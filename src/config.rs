//! Configuration management for hostbench
//!
//! Config file location:
//! - Linux: ~/.config/hostbench/config.toml
//! - macOS: ~/Library/Application Support/com.hostbench.hostbench/config.toml
//! - Windows: %APPDATA%/hostbench/hostbench/config/config.toml
//!
//! You can override the config location by setting `HOSTBENCH_CONFIG_PATH`.
//! Command-line flags take precedence over anything set here.

use anyhow::{Context, Result};
use directories::ProjectDirs;
use serde::{Deserialize, Serialize};
use std::fs;
use std::path::PathBuf;

use crate::scaling::HardwareProfile;

/// Main configuration structure
#[derive(Debug, Clone, Default, Serialize, Deserialize)]
pub struct Config {
    /// Probe settings
    #[serde(default)]
    pub benchmark: BenchmarkConfig,

    /// Speed-test settings
    #[serde(default)]
    pub network: NetworkConfig,

    /// Scale factors for the projected configuration
    #[serde(default)]
    pub scaling: ScalingConfig,

    /// Replacement for the built-in theoretical baseline
    #[serde(default, skip_serializing_if = "Option::is_none")]
    pub baseline: Option<HardwareProfile>,
}

impl Config {
    /// Load configuration from file or fall back to defaults
    pub fn load() -> Result<Self> {
        let config_path = Self::config_path()?;

        if config_path.exists() {
            let content = fs::read_to_string(&config_path)
                .with_context(|| format!("Failed to read config from {}", config_path.display()))?;

            let config: Config = toml::from_str(&content).with_context(|| {
                format!("Failed to parse config from {}", config_path.display())
            })?;

            Ok(config)
        } else {
            Ok(Self::default())
        }
    }

    /// Save configuration to file
    pub fn save(&self) -> Result<PathBuf> {
        let config_path = Self::config_path()?;

        if let Some(parent) = config_path.parent() {
            fs::create_dir_all(parent).with_context(|| {
                format!("Failed to create config directory: {}", parent.display())
            })?;
        }

        let toml = toml::to_string_pretty(self).context("Failed to serialize config to TOML")?;

        fs::write(&config_path, toml)
            .with_context(|| format!("Failed to write config to {}", config_path.display()))?;

        Ok(config_path)
    }

    /// Get the configuration file path
    pub fn config_path() -> Result<PathBuf> {
        if let Ok(path) = std::env::var("HOSTBENCH_CONFIG_PATH") {
            let trimmed = path.trim();
            if !trimmed.is_empty() {
                return Ok(PathBuf::from(trimmed));
            }
        }

        let proj_dirs = ProjectDirs::from("com", "hostbench", "hostbench")
            .context("Could not determine project directories")?;

        Ok(proj_dirs.config_dir().join("config.toml"))
    }
}

/// Probe settings
#[derive(Debug, Clone, Serialize, Deserialize)]
pub struct BenchmarkConfig {
    /// Seconds per CPU sub-test
    #[serde(default = "default_cpu_seconds")]
    pub cpu_seconds: f64,

    /// Worker count for the multi-worker CPU phase (defaults to min(cores, 8))
    #[serde(default)]
    pub max_workers: Option<usize>,

    /// Memory probe buffer size, e.g. "256M" (defaults to automatic sizing)
    #[serde(default)]
    pub ram_bytes: Option<String>,

    /// Use the byte-wise memory path even when the vector path is available
    #[serde(default)]
    pub force_fallback_memory: bool,

    /// Square matrix dimension for the GPU GEMM
    #[serde(default = "default_gemm_size")]
    pub gemm_size: usize,

    /// Timeout for external tools such as nvidia-smi
    #[serde(default = "default_tool_timeout")]
    pub tool_timeout_seconds: u64,
}

impl Default for BenchmarkConfig {
    fn default() -> Self {
        Self {
            cpu_seconds: default_cpu_seconds(),
            max_workers: None,
            ram_bytes: None,
            force_fallback_memory: false,
            gemm_size: default_gemm_size(),
            tool_timeout_seconds: default_tool_timeout(),
        }
    }
}

fn default_cpu_seconds() -> f64 {
    3.0
}

fn default_gemm_size() -> usize {
    1024
}

fn default_tool_timeout() -> u64 {
    10
}

/// Speed-test settings
#[derive(Debug, Clone, Serialize, Deserialize)]
pub struct NetworkConfig {
    /// Run the network probe at all
    #[serde(default = "default_true")]
    pub enabled: bool,

    /// Seconds before the network probe gives up
    #[serde(default = "default_net_timeout")]
    pub timeout_seconds: u64,

    /// Server list endpoint
    #[serde(default = "default_servers_url")]
    pub servers_url: String,

    /// How many candidate servers to ping when picking the best one
    #[serde(default = "default_max_servers")]
    pub max_servers: usize,
}

impl Default for NetworkConfig {
    fn default() -> Self {
        Self {
            enabled: default_true(),
            timeout_seconds: default_net_timeout(),
            servers_url: default_servers_url(),
            max_servers: default_max_servers(),
        }
    }
}

fn default_true() -> bool {
    true
}

fn default_net_timeout() -> u64 {
    60
}

fn default_servers_url() -> String {
    "https://www.speedtest.net/api/js/servers?engine=js&https_functional=true&limit=10".to_string()
}

fn default_max_servers() -> usize {
    5
}

/// Scale factors for the projected configuration
#[derive(Debug, Clone, Serialize, Deserialize)]
pub struct ScalingConfig {
    /// Hardware reduction fraction, clamped to [0.67, 0.71]
    #[serde(default = "default_scale_down")]
    pub scale_down: f64,

    /// Performance loss fraction, clamped to [0.25, 0.30]
    #[serde(default = "default_perf_loss", alias = "perf_retain")]
    pub perf_loss: f64,
}

impl Default for ScalingConfig {
    fn default() -> Self {
        Self {
            scale_down: default_scale_down(),
            perf_loss: default_perf_loss(),
        }
    }
}

fn default_scale_down() -> f64 {
    0.69
}

fn default_perf_loss() -> f64 {
    0.27
}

**WHAT THE EXERCISE ASKS:**
Return exactly, and only, the lines above starting at the line that contains "fn default_tool_timeout() ->" and ending at the line that contains "to [0.25, 0.30]".

**SOLUTION:**
fn default_tool_timeout() -> u64 {
    10
}

/// Speed-test settings
#[derive(Debug, Clone, Serialize, Deserialize)]
pub struct NetworkConfig {
    /// Run the network probe at all
    #[serde(default = "default_true")]
    pub enabled: bool,

    /// Seconds before the network probe gives up
    #[serde(default = "default_net_timeout")]
    pub timeout_seconds: u64,

    /// Server list endpoint
    #[serde(default = "default_servers_url")]
    pub servers_url: String,

    /// How many candidate servers to ping when picking the best one
    #[serde(default = "default_max_servers")]
    pub max_servers: usize,
}

impl Default for NetworkConfig {
    fn default() -> Self {
        Self {
            enabled: default_true(),
            timeout_seconds: default_net_timeout(),
            servers_url: default_servers_url(),
            max_servers: default_max_servers(),
        }
    }
}

fn default_true() -> bool {
    true
}

fn default_net_timeout() -> u64 {
    60
}

fn default_servers_url() -> String {
    "https://www.speedtest.net/api/js/servers?engine=js&https_functional=true&limit=10".to_string()
}

fn default_max_servers() -> usize {
    5
}

/// Scale factors for the projected configuration
#[derive(Debug, Clone, Serialize, Deserialize)]
pub struct ScalingConfig {
    /// Hardware reduction fraction, clamped to [0.67, 0.71]
    #[serde(default = "default_scale_down")]
    pub scale_down: f64,

    /// Performance loss fraction, clamped to [0.25, 0.30]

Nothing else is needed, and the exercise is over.